Would you copy the material below word for word, beginning with its first line and ending with the line that contains "#[validate(range(min = 1))]"?

>>

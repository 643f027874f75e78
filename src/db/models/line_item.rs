//! Shared line item for invoices, quotations and sales orders

use serde::{Deserialize, Serialize};
use surrealdb::RecordId;
use validator::Validate;

use super::serde_helpers;

/// One document line
///
/// `discount` and `tax` are percentages in [0, 100]. `total` is derived by
/// the totals calculator; incoming values are ignored.
#[derive(Debug, Clone, Serialize, Deserialize, Validate)]
pub struct LineItem {
    #[serde(
        default,
        skip_serializing_if = "Option::is_none",
        with = "serde_helpers::option_record_id"
    )]
    pub product: Option<RecordId>,
    #[validate(length(min = 1, max = 500))]
    pub description: String,
    #[validate(range(min = 1))]
    pub quantity: u32,
    #[validate(range(min = 0.0, max = 1_000_000.0))]
    pub unit_price: f64,
    #[serde(default)]
    #[validate(range(min = 0.0, max = 100.0))]
    pub discount: f64,
    #[serde(default)]
    #[validate(range(min = 0.0, max = 100.0))]
    pub tax: f64,
    #[serde(default)]
    pub total: f64,
}
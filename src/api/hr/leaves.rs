//! Leave request handlers

use axum::{
    Extension, Json,
    extract::{Path, Query, State},
};
use chrono::Utc;
use serde::Deserialize;
use surrealdb::RecordId;
use validator::Validate;

use crate::auth::CurrentUser;
use crate::common::{AppError, AppResult, Page, PageParams};
use crate::core::ServerState;
use crate::db::models::{LeaveRequest, LeaveRequestCreate, LeaveStatus, LeaveStatusUpdate};
use crate::db::repository::leave_request::LeaveFilter;
use crate::db::repository::{LeaveRequestRepository, record_key};

#[derive(Debug, Deserialize)]
pub struct ListQuery {
    pub page: Option<u64>,
    pub limit: Option<u64>,
    pub employee: Option<String>,
    pub status: Option<LeaveStatus>,
}

/// GET /api/hr/leaves
pub async fn list(
    State(state): State<ServerState>,
    Query(query): Query<ListQuery>,
) -> AppResult<Json<Page<LeaveRequest>>> {
    let params = PageParams::new(query.page, query.limit);
    let filter = LeaveFilter {
        employee: query.employee,
        status: query.status,
    };
    let repo = LeaveRequestRepository::new(state.db.clone());
    let (requests, total) = repo.find_page(filter, params).await?;
    Ok(Json(Page::new(requests, total, params)))
}

/// GET /api/hr/leaves/{id}
pub async fn get_by_id(
    State(state): State<ServerState>,
    Path(id): Path<String>,
) -> AppResult<Json<LeaveRequest>> {
    let repo = LeaveRequestRepository::new(state.db.clone());
    let request = repo
        .find_by_id(&id)
        .await?
        .ok_or_else(|| AppError::not_found(format!("Leave request {}", id)))?;
    Ok(Json(request))
}

/// POST /api/hr/leaves
///
/// `days` is the inclusive span of the date range.
pub async fn create(
    State(state): State<ServerState>,
    Json(payload): Json<LeaveRequestCreate>,
) -> AppResult<Json<LeaveRequest>> {
    payload.validate()?;

    if payload.end_date < payload.start_date {
        return Err(AppError::invalid("end_date must not be before start_date"));
    }
    let days = (payload.end_date - payload.start_date).num_days() + 1;

    let now = Utc::now();
    let request = LeaveRequest {
        id: None,
        employee: RecordId::from_table_key("employee", record_key("employee", &payload.employee)),
        leave_type: payload.leave_type,
        start_date: payload.start_date,
        end_date: payload.end_date,
        days,
        reason: payload.reason,
        status: LeaveStatus::Pending,
        approved_by: None,
        approved_date: None,
        created_at: now,
        updated_at: now,
    };

    let repo = LeaveRequestRepository::new(state.db.clone());
    let created = repo.create(request).await?;
    Ok(Json(created))
}

/// PUT /api/hr/leaves/{id}/status
///
/// Approve or reject a pending request. The conditional update loses to
/// nothing: a request that is no longer pending stays as it is.
pub async fn decide(
    State(state): State<ServerState>,
    Extension(current): Extension<CurrentUser>,
    Path(id): Path<String>,
    Json(payload): Json<LeaveStatusUpdate>,
) -> AppResult<Json<LeaveRequest>> {
    if !matches!(
        payload.status,
        LeaveStatus::Approved | LeaveStatus::Rejected
    ) {
        return Err(AppError::invalid(
            "Status must be 'approved' or 'rejected'",
        ));
    }

    let repo = LeaveRequestRepository::new(state.db.clone());
    let decided = repo.decide(&id, payload.status, &current.id).await?;

    match decided {
        Some(request) => Ok(Json(request)),
        None => {
            if repo.find_by_id(&id).await?.is_some() {
                Err(AppError::business_rule(
                    "Only pending leave requests can be decided",
                ))
            } else {
                Err(AppError::not_found(format!("Leave request {}", id)))
            }
        }
    }
}

/// DELETE /api/hr/leaves/{id}
pub async fn delete(
    State(state): State<ServerState>,
    Path(id): Path<String>,
) -> AppResult<Json<bool>> {
    let repo = LeaveRequestRepository::new(state.db.clone());
    repo.delete(&id)
        .await?
        .ok_or_else(|| AppError::not_found(format!("Leave request {}", id)))?;
    Ok(Json(true))
}
//! Opportunity API module

mod handler;

use axum::{
    Router, middleware,
    routing::{delete, get, post, put},
};

use crate::auth::middleware::authorize;
use crate::auth::roles::allow;
use crate::core::ServerState;

pub fn router() -> Router<ServerState> {
    Router::new().nest("/api/sales/opportunities", opportunity_routes())
}

fn opportunity_routes() -> Router<ServerState> {
    let read = Router::new()
        .route("/", get(handler::list))
        .route("/statistics", get(handler::statistics))
        .route("/{id}", get(handler::get_by_id))
        .route_layer(middleware::from_fn(authorize(allow::SALES_TEAM)));

    let write = Router::new()
        .route("/", post(handler::create))
        .route("/{id}", put(handler::update))
        .route("/{id}/activities", post(handler::add_activity))
        .route("/{id}/convert-to-order", post(handler::convert_to_order))
        .route_layer(middleware::from_fn(authorize(allow::SALES_MANAGERS)));

    let remove = Router::new()
        .route("/{id}", delete(handler::delete))
        .route_layer(middleware::from_fn(authorize(allow::ADMIN_ONLY)));

    read.merge(write).merge(remove)
}
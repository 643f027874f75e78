//! Department handlers

use axum::{
    Json,
    extract::{Path, State},
};
use chrono::Utc;
use serde::Serialize;
use surrealdb::RecordId;
use validator::Validate;

use crate::common::{AppError, AppResult};
use crate::core::ServerState;
use crate::db::models::{Department, DepartmentCreate, DepartmentUpdate};
use crate::db::repository::{DepartmentRepository, EmployeeRepository, record_key};

/// Department with its current headcount
#[derive(Debug, Serialize)]
pub struct DepartmentView {
    #[serde(flatten)]
    pub department: Department,
    pub employee_count: u64,
}

/// GET /api/hr/departments
pub async fn list(State(state): State<ServerState>) -> AppResult<Json<Vec<DepartmentView>>> {
    let departments = DepartmentRepository::new(state.db.clone()).find_all().await?;
    let (_, _, _, headcounts) = EmployeeRepository::new(state.db.clone())
        .statistics()
        .await?;

    let views = departments
        .into_iter()
        .map(|department| {
            let employee_count = headcounts
                .iter()
                .find(|h| h.department.as_deref() == Some(department.name.as_str()))
                .map(|h| h.count)
                .unwrap_or(0);
            DepartmentView {
                department,
                employee_count,
            }
        })
        .collect();
    Ok(Json(views))
}

/// GET /api/hr/departments/{id}
pub async fn get_by_id(
    State(state): State<ServerState>,
    Path(id): Path<String>,
) -> AppResult<Json<Department>> {
    let repo = DepartmentRepository::new(state.db.clone());
    let department = repo
        .find_by_id(&id)
        .await?
        .ok_or_else(|| AppError::not_found(format!("Department {}", id)))?;
    Ok(Json(department))
}

/// POST /api/hr/departments
pub async fn create(
    State(state): State<ServerState>,
    Json(payload): Json<DepartmentCreate>,
) -> AppResult<Json<Department>> {
    payload.validate()?;

    let now = Utc::now();
    let department = Department {
        id: None,
        name: payload.name,
        code: payload.code,
        description: payload.description,
        manager: payload
            .manager
            .map(|id| RecordId::from_table_key("employee", record_key("employee", &id))),
        is_active: payload.is_active,
        created_at: now,
        updated_at: now,
    };

    let repo = DepartmentRepository::new(state.db.clone());
    let created = repo.create(department).await.map_err(|e| match e {
        crate::db::repository::RepoError::Duplicate(_) => {
            AppError::conflict("A department with this code already exists")
        }
        other => other.into(),
    })?;
    Ok(Json(created))
}

/// PUT /api/hr/departments/{id}
pub async fn update(
    State(state): State<ServerState>,
    Path(id): Path<String>,
    Json(payload): Json<DepartmentUpdate>,
) -> AppResult<Json<Department>> {
    payload.validate()?;
    let repo = DepartmentRepository::new(state.db.clone());
    let department = repo
        .update(&id, payload)
        .await?
        .ok_or_else(|| AppError::not_found(format!("Department {}", id)))?;
    Ok(Json(department))
}

/// DELETE /api/hr/departments/{id}
pub async fn delete(
    State(state): State<ServerState>,
    Path(id): Path<String>,
) -> AppResult<Json<bool>> {
    let repo = DepartmentRepository::new(state.db.clone());
    repo.delete(&id)
        .await?
        .ok_or_else(|| AppError::not_found(format!("Department {}", id)))?;
    Ok(Json(true))
}
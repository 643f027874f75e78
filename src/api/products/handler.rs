//! Product catalog handlers

use axum::{
    Json,
    extract::{Path, Query, State},
};
use chrono::Utc;
use serde::Deserialize;
use validator::Validate;

use crate::common::{AppError, AppResult, Page, PageParams};
use crate::core::ServerState;
use crate::db::models::{Product, ProductCreate, ProductUpdate};
use crate::db::repository::ProductRepository;
use crate::db::repository::product::ProductFilter;

#[derive(Debug, Deserialize)]
pub struct ListQuery {
    pub page: Option<u64>,
    pub limit: Option<u64>,
    pub category: Option<String>,
    #[serde(default)]
    pub active_only: bool,
    pub search: Option<String>,
}

/// GET /api/products
pub async fn list(
    State(state): State<ServerState>,
    Query(query): Query<ListQuery>,
) -> AppResult<Json<Page<Product>>> {
    let params = PageParams::new(query.page, query.limit);
    let filter = ProductFilter {
        category: query.category,
        active_only: query.active_only,
        search: query.search,
    };
    let repo = ProductRepository::new(state.db.clone());
    let (products, total) = repo.find_page(filter, params).await?;
    Ok(Json(Page::new(products, total, params)))
}

/// GET /api/products/{id}
pub async fn get_by_id(
    State(state): State<ServerState>,
    Path(id): Path<String>,
) -> AppResult<Json<Product>> {
    let repo = ProductRepository::new(state.db.clone());
    let product = repo
        .find_by_id(&id)
        .await?
        .ok_or_else(|| AppError::not_found(format!("Product {}", id)))?;
    Ok(Json(product))
}

/// POST /api/products
pub async fn create(
    State(state): State<ServerState>,
    Json(payload): Json<ProductCreate>,
) -> AppResult<Json<Product>> {
    payload.validate()?;

    let now = Utc::now();
    let product = Product {
        id: None,
        name: payload.name,
        sku: payload.sku,
        description: payload.description,
        category: payload.category,
        price: payload.price,
        cost: payload.cost,
        stock_quantity: payload.stock_quantity,
        unit: payload.unit,
        is_active: payload.is_active,
        created_at: now,
        updated_at: now,
    };

    let repo = ProductRepository::new(state.db.clone());
    let created = repo.create(product).await.map_err(|e| match e {
        crate::db::repository::RepoError::Duplicate(_) => {
            AppError::conflict("A product with this SKU already exists")
        }
        other => other.into(),
    })?;
    Ok(Json(created))
}

/// PUT /api/products/{id}
pub async fn update(
    State(state): State<ServerState>,
    Path(id): Path<String>,
    Json(payload): Json<ProductUpdate>,
) -> AppResult<Json<Product>> {
    payload.validate()?;
    let repo = ProductRepository::new(state.db.clone());
    let product = repo
        .update(&id, payload)
        .await?
        .ok_or_else(|| AppError::not_found(format!("Product {}", id)))?;
    Ok(Json(product))
}

/// DELETE /api/products/{id}
pub async fn delete(
    State(state): State<ServerState>,
    Path(id): Path<String>,
) -> AppResult<Json<bool>> {
    let repo = ProductRepository::new(state.db.clone());
    repo.delete(&id)
        .await?
        .ok_or_else(|| AppError::not_found(format!("Product {}", id)))?;
    Ok(Json(true))
}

<<

Task response =
repository 643f027874f75e78
filename src/db/models/line_item.rs
//! Shared line item for invoices, quotations and sales orders

use serde::{Deserialize, Serialize};
use surrealdb::RecordId;
use validator::Validate;

use super::serde_helpers;

/// One document line
///
/// `discount` and `tax` are percentages in [0, 100]. `total` is derived by
/// the totals calculator; incoming values are ignored.
#[derive(Debug, Clone, Serialize, Deserialize, Validate)]
pub struct LineItem {
    #[serde(
        default,
        skip_serializing_if = "Option::is_none",
        with = "serde_helpers::option_record_id"
    )]
    pub product: Option<RecordId>,
    #[validate(length(min = 1, max = 500))]
    pub description: String,
    #[validate(range(min = 1))]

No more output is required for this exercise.